Activity: Take the lines below between the one holding "file request: /h/<fileid>/<additional:kwds>/<filename>" and the one holding "Arguments travel in", inclusive, and copy them exactly. Add nothing.
──────── Provided data
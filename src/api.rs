//! HTTP routes of the cache node

use actix_web::{get, web, Error, HttpRequest, HttpResponse};

use crate::app_state::AppState;
use crate::service::{file_service, proxy_service, status_service};

/// image file request: /h/<fileid>/<additional:kwds>/<filename>
#[get("/h/{fileid}/{kwds}/{filename}")]
pub async fn get_file(path: web::Path<(String, String, String)>, app_state: web::Data<AppState>) -> Result<HttpResponse, Error> {
    let (file_id, kwds, _filename) = path.into_inner();
    file_service(file_id, kwds, app_state).await
}

/// proxied file request: /p/<fileid>/<additional:kwds>/<filename>
#[get("/p/{fileid}/{kwds}/{filename}")]
pub async fn get_proxied_file(path: web::Path<(String, String, String)>, req: HttpRequest, app_state: web::Data<AppState>) -> Result<HttpResponse, Error> {
    let (file_id, kwds, _filename) = path.into_inner();
    proxy_service(file_id, kwds, req, app_state).await
}

#[get("/status")]
pub async fn status(app_state: web::Data<AppState>) -> Result<HttpResponse, Error> {
    status_service(app_state).await
}

/// Register every route of the node
pub fn configure(cfg: &mut web::ServiceConfig) {
    cfg.service(get_file)
        .service(get_proxied_file)
        .service(status);
}
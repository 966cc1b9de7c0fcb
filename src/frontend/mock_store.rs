//! In-memory frontend for testing

use bytes::{Bytes, BytesMut};
use std::collections::HashMap;
use std::sync::Mutex;

use crate::file::File;
use crate::frontend::{Frontend, FrontendError};

#[derive(Default)]
pub struct MockFrontend {
    files: Mutex<HashMap<String, Bytes>>,
}

impl MockFrontend {
    pub fn new() -> Self {
        Self::default()
    }

    pub fn insert(&self, file: &File, data: impl Into<Bytes>) {
        self.files
            .lock()
            .unwrap_or_else(|poisoned| poisoned.into_inner())
            .insert(file.id(), data.into());
    }
}

impl Frontend for MockFrontend {
    fn deliver(&self, file: &File, sink: &mut BytesMut) -> Result<(), FrontendError> {
        let files = self.files.lock().unwrap_or_else(|poisoned| poisoned.into_inner());
        let data = files
            .get(&file.id())
            .ok_or_else(|| FrontendError::NotCached(file.id()))?;
        sink.extend_from_slice(data);
        Ok(())
    }
}
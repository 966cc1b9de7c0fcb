//! Additional request arguments
//!
//! Arguments travel in a single path segment as `arg1=val1;arg2=val2`.

use std::collections::BTreeMap;
use std::fmt;

const ARGS_DELIMITER: char = ';';
const ARGS_EQUAL: char = '=';

#[derive(Debug, Clone, Default, PartialEq, Eq)]
pub struct Args(BTreeMap<String, String>);

impl Args {
    /// Parse arguments, skipping components that are not exactly `key=value`
    pub fn parse(s: &str) -> Self {
        let mut args = BTreeMap::new();
        for component in s.split(ARGS_DELIMITER) {
            let kv: Vec<&str> = component.split(ARGS_EQUAL).collect();
            if kv.len() != 2 {
                continue;
            }
            args.insert(kv[0].to_string(), kv[1].to_string());
        }
        Args(args)
    }

    pub fn get(&self, key: &str) -> Option<&str> {
        self.0.get(key).map(String::as_str)
    }

    pub fn get_i64(&self, key: &str) -> Option<i64> {
        self.get(key)?.parse().ok()
    }

    pub fn get_u32(&self, key: &str) -> Option<u32> {
        self.get(key)?.parse().ok()
    }

    pub fn insert(&mut self, key: impl Into<String>, value: impl Into<String>) {
        self.0.insert(key.into(), value.into());
    }

    pub fn len(&self) -> usize {
        self.0.len()
    }

    pub fn is_empty(&self) -> bool {
        self.0.is_empty()
    }
}

impl fmt::Display for Args {
    fn fmt(&self, f: &mut fmt::Formatter<'_>) -> fmt::Result {
        for (i, (k, v)) in self.0.iter().enumerate() {
            if i > 0 {
                write!(f, "{}", ARGS_DELIMITER)?;
            }
            write!(f, "{}{}{}", k, ARGS_EQUAL, v)?;
        }
        Ok(())
    }
}

#[cfg(test)]
mod tests {
    use super::*;

    #[test]
    fn test_parse_args() {
        let args = Args::parse("keystamp=1700000000-48ca001d3b;fileindex=42;xres=org");
        assert_eq!(args.len(), 3);
        assert_eq!(args.get("keystamp"), Some("1700000000-48ca001d3b"));
        assert_eq!(args.get_i64("fileindex"), Some(42));
        assert_eq!(args.get_u32("xres"), None);
        assert_eq!(args.get("missing"), None);
    }

    #[test]
    fn test_parse_skips_malformed_pairs() {
        let args = Args::parse("novalue;a=b=c;;ok=1;=empty");
        assert_eq!(args.get("ok"), Some("1"));
        assert_eq!(args.get("a"), None);
        assert_eq!(args.get("novalue"), None);
        // an empty key still splits into exactly two parts
        assert_eq!(args.get(""), Some("empty"));
        assert_eq!(args.len(), 2);
    }

    #[test]
    fn test_parse_empty() {
        assert!(Args::parse("").is_empty());
    }

    #[test]
    fn test_display_is_sorted() {
        let mut args = Args::default();
        args.insert("z", "1");
        args.insert("a", "2");
        assert_eq!(args.to_string(), "a=2;z=1");
        assert_eq!(Args::parse(&args.to_string()), args);
    }
}
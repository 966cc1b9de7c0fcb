//! Keystamp authentication for file requests

use actix_web::{http::StatusCode, HttpResponse, ResponseError};
use log::{debug, warn};
use serde::{Deserialize, Serialize};
use sha1::{Digest, Sha1};
use subtle::ConstantTimeEq;
use std::fmt;

use crate::args::Args;
use crate::file::File;

pub const ARGS_KEYSTAMP: &str = "keystamp";
pub const KEYSTAMP_DELIMITER: char = '-';
/// Maximum allowed distance between request timestamp and server clock
pub const TIMESTAMP_MAX_DELTA: u64 = 60;
/// Number of hex characters of the digest kept in a stamp
pub const STAMP_LENGTH: usize = 10;

const STAMP_SALT: &str = "hotlinkthis";

/// Shared secrets of this node
#[derive(Clone, Default, Serialize, Deserialize)]
pub struct Credentials {
    #[serde(default)]
    pub client_id: u32,
    pub key: String,
    /// Extra secret required by the protected proxy modes
    #[serde(default)]
    pub passkey: Option<String>,
}

impl Credentials {
    pub fn new(client_id: u32, key: impl Into<String>) -> Self {
        Self {
            client_id,
            key: key.into(),
            passkey: None,
        }
    }

    pub fn with_passkey(mut self, passkey: impl Into<String>) -> Self {
        self.passkey = Some(passkey.into());
        self
    }

    /// Check a presented proxy passkey. Always false when none is configured.
    pub fn check_passkey(&self, presented: Option<&str>) -> bool {
        match (self.passkey.as_deref(), presented) {
            (Some(expected), Some(presented)) if !expected.is_empty() => {
                bool::from(expected.as_bytes().ct_eq(presented.as_bytes()))
            }
            _ => false,
        }
    }
}

impl fmt::Debug for Credentials {
    fn fmt(&self, f: &mut fmt::Formatter<'_>) -> fmt::Result {
        f.debug_struct("Credentials")
            .field("client_id", &self.client_id)
            .field("key", &"[REDACTED]")
            .field("passkey", &self.passkey.as_ref().map(|_| "[REDACTED]"))
            .finish()
    }
}

/// Reasons a file request is refused
#[derive(Debug, Clone, PartialEq, Eq, thiserror::Error)]
pub enum AuthError {
    #[error("bad file id")]
    InvalidFileId,
    #[error("bad stamp format")]
    BadStampFormat,
    #[error("bad timestamp")]
    BadTimestamp,
    #[error("timestamp delta is too big")]
    ExpiredRequest,
    #[error("bad keystamp")]
    Forbidden,
}

impl ResponseError for AuthError {
    fn status_code(&self) -> StatusCode {
        match self {
            AuthError::Forbidden => StatusCode::FORBIDDEN,
            _ => StatusCode::BAD_REQUEST,
        }
    }

    fn error_response(&self) -> HttpResponse {
        let status = self.status_code();
        HttpResponse::build(status)
            .content_type("text/plain; charset=utf-8")
            .body(format!("{}: {}", status.as_u16(), self))
    }
}

/// Compute the stamp binding a file, the shared key and a timestamp.
///
/// `SHA1("{timestamp}-{file id}-{key}-hotlinkthis")`, lower hex, first 10 characters.
pub fn stamp(file: &File, key: &str, timestamp: i64) -> String {
    let mut hasher = Sha1::new();
    hasher.update(format!("{}-{}-{}-{}", timestamp, file, key, STAMP_SALT).as_bytes());
    let mut digest = hex::encode(hasher.finalize());
    digest.truncate(STAMP_LENGTH);
    digest
}

/// Full `keystamp` argument value for a file at a timestamp
pub fn keystamp(file: &File, key: &str, timestamp: i64) -> String {
    format!("{}{}{}", timestamp, KEYSTAMP_DELIMITER, stamp(file, key, timestamp))
}

fn split_keystamp(value: &str) -> Result<(&str, &str), AuthError> {
    let parts: Vec<&str> = value.split(KEYSTAMP_DELIMITER).collect();
    match parts.as_slice() {
        [timestamp, stamp] if !timestamp.is_empty() && !stamp.is_empty() => Ok((timestamp, stamp)),
        _ => Err(AuthError::BadStampFormat),
    }
}

/// Validate a signed file request.
///
/// `now` is the server clock in unix seconds. Nothing is enqueued here, see
/// `Server::authorize` for the full gate.
pub fn authorize(
    credentials: &Credentials,
    file_id: &str,
    args: &str,
    now: i64,
) -> Result<File, AuthError> {
    let file = File::from_id(file_id).map_err(|e| {
        warn!("Rejecting request: {}", e);
        AuthError::InvalidFileId
    })?;

    let args = Args::parse(args);
    let (timestamp, presented) = split_keystamp(args.get(ARGS_KEYSTAMP).unwrap_or_default())
        .map_err(|e| {
            warn!("Rejecting request for {}: {}", file, e);
            e
        })?;

    let timestamp: i64 = timestamp.parse().map_err(|_| {
        warn!("Rejecting request for {}: bad timestamp {:?}", file, timestamp);
        AuthError::BadTimestamp
    })?;

    let delta = now.abs_diff(timestamp);
    if delta > TIMESTAMP_MAX_DELTA {
        warn!("Rejecting request for {}: timestamp delta {}s", file, delta);
        return Err(AuthError::ExpiredRequest);
    }

    let expected = stamp(&file, &credentials.key, timestamp);
    if !bool::from(expected.as_bytes().ct_eq(presented.as_bytes())) {
        warn!("Rejecting request for {}: keystamp mismatch", file);
        return Err(AuthError::Forbidden);
    }

    debug!("Authorized request for {}", file);
    Ok(file)
}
────────────────
Output for this exercise:
/// image file request: /h/<fileid>/<additional:kwds>/<filename>
#[get("/h/{fileid}/{kwds}/{filename}")]
pub async fn get_file(path: web::Path<(String, String, String)>, app_state: web::Data<AppState>) -> Result<HttpResponse, Error> {
    let (file_id, kwds, _filename) = path.into_inner();
    file_service(file_id, kwds, app_state).await
}

/// proxied file request: /p/<fileid>/<additional:kwds>/<filename>
#[get("/p/{fileid}/{kwds}/{filename}")]
pub async fn get_proxied_file(path: web::Path<(String, String, String)>, req: HttpRequest, app_state: web::Data<AppState>) -> Result<HttpResponse, Error> {
    let (file_id, kwds, _filename) = path.into_inner();
    proxy_service(file_id, kwds, req, app_state).await
}

#[get("/status")]
pub async fn status(app_state: web::Data<AppState>) -> Result<HttpResponse, Error> {
    status_service(app_state).await
}

/// Register every route of the node
pub fn configure(cfg: &mut web::ServiceConfig) {
    cfg.service(get_file)
        .service(get_proxied_file)
        .service(status);
}
repository 966cc1b9de7c0fcb
filename src/frontend/mock_store.rs
//! In-memory frontend for testing

use bytes::{Bytes, BytesMut};
use std::collections::HashMap;
use std::sync::Mutex;

use crate::file::File;
use crate::frontend::{Frontend, FrontendError};

#[derive(Default)]
pub struct MockFrontend {
    files: Mutex<HashMap<String, Bytes>>,
}

impl MockFrontend {
    pub fn new() -> Self {
        Self::default()
    }

    pub fn insert(&self, file: &File, data: impl Into<Bytes>) {
        self.files
            .lock()
            .unwrap_or_else(|poisoned| poisoned.into_inner())
            .insert(file.id(), data.into());
    }
}

impl Frontend for MockFrontend {
    fn deliver(&self, file: &File, sink: &mut BytesMut) -> Result<(), FrontendError> {
        let files = self.files.lock().unwrap_or_else(|poisoned| poisoned.into_inner());
        let data = files
            .get(&file.id())
            .ok_or_else(|| FrontendError::NotCached(file.id()))?;
        sink.extend_from_slice(data);
        Ok(())
    }
}
repository 966cc1b9de7c0fcb
//! Additional request arguments
//!
//! Arguments travel in a single path segment as `arg1=val1;arg2=val2`.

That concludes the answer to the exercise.